Answer: Strangler Fig when: the system is critical (can't afford downtime), the team is small (can't staff a parallel rewrite), and domain knowledge is embedded in the legacy code (need to learn as you migrate). Rewrite when: the codebase is small, well-understood, and the new technology is fundamentally incompatible with incremental migration.

What's the dual-write problem and how does the Outbox pattern solve it?

Answer: Dual-write: when a service needs to update its database AND publish an event, there's no atomic way to do both across different systems. If the DB write succeeds but the event publish fails, your system is inconsistent. The Outbox pattern solves this by writing the event to an outbox table in the SAME database transaction as the business data. A separate process (CDC/Debezium) then reliably publishes those outbox entries to the message broker, guaranteeing at-least-once delivery.

How do you decide between Thread Pool and Semaphore bulkheads?
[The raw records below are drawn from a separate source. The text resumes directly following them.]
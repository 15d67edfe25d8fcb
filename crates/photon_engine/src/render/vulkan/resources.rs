//! GPU resource ownership
//!
//! `Resources` owns every long-lived buffer, image, sampler, and descriptor
//! group in the engine and exposes the typed update entry points. Geometry
//! buffers are destroyed and recreated when the vertex
//! count changes, never resized in place; device-local updates go through
//! staged uploads; the small per-frame uniform block is written by direct
//! map.

use ash::{vk, Device};
use bitflags::bitflags;

use crate::render::vulkan::buffer::GpuBuffer;
use crate::render::vulkan::context::{VulkanContext, VulkanError, VulkanResult};
use crate::render::vulkan::descriptor::{BindingDesc, DescriptorGroup, DescriptorGroupDesc, EmptySetLayout};
use crate::render::vulkan::image::{GpuImage, GpuImageDesc, Sampler};
use crate::render::vulkan::scene::{FrameUniforms, SceneDescription, SceneGeometry};
use crate::render::vulkan::sync::cmd_transition_image_layout;

bitflags! {
    /// Which conditional passes an update invalidated. Returned by the
    /// update entry points; the facade maps it onto every frame slot's
    /// dirty flags.
    #[derive(Debug, Clone, Copy, PartialEq, Eq)]
    pub struct Invalidate: u32 {
        /// Shadow-map pass must re-record
        const SHADOW_MAPPING = 1;
        /// Rasterization pass must re-record
        const RASTERIZATION = 1 << 1;
        /// Path-tracing pass must re-record
        const PATH_TRACING = 1 << 2;
    }
}

/// Descriptor set index of the shared uniform-block group
pub const SET_UNIFORMS: u32 = 0;
/// Descriptor set index of the shared scene-description group
pub const SET_SCENE: u32 = 1;
/// Descriptor set index of the per-frame pass-input group
pub const SET_PASS_INPUTS: u32 = 2;

/// Binding indices within the pass-input group
pub mod pass_input_binding {
    /// Rasterization color result for this frame slot
    pub const RASTER_COLOR: u32 = 0;
    /// Shadow map depth for this frame slot
    pub const SHADOW_DEPTH: u32 = 1;
    /// Accumulation history across all frame slots
    pub const ACCUMULATE_HISTORY: u32 = 2;
    /// Accumulation result for this frame slot
    pub const ACCUMULATE_RESULT: u32 = 3;
    /// Random-state history across all frame slots
    pub const RANDOM_HISTORY: u32 = 4;
}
Answer: Thread Pool when calling untrusted or slow dependencies — you get true isolation (caller thread isn't blocked) and timeout support. Semaphore when calling trusted internal services with predictable latency — lower overhead, simpler, and good enough when you trust the downstream timeout configuration. Default to Semaphore unless you have evidence that thread pool isolation is needed.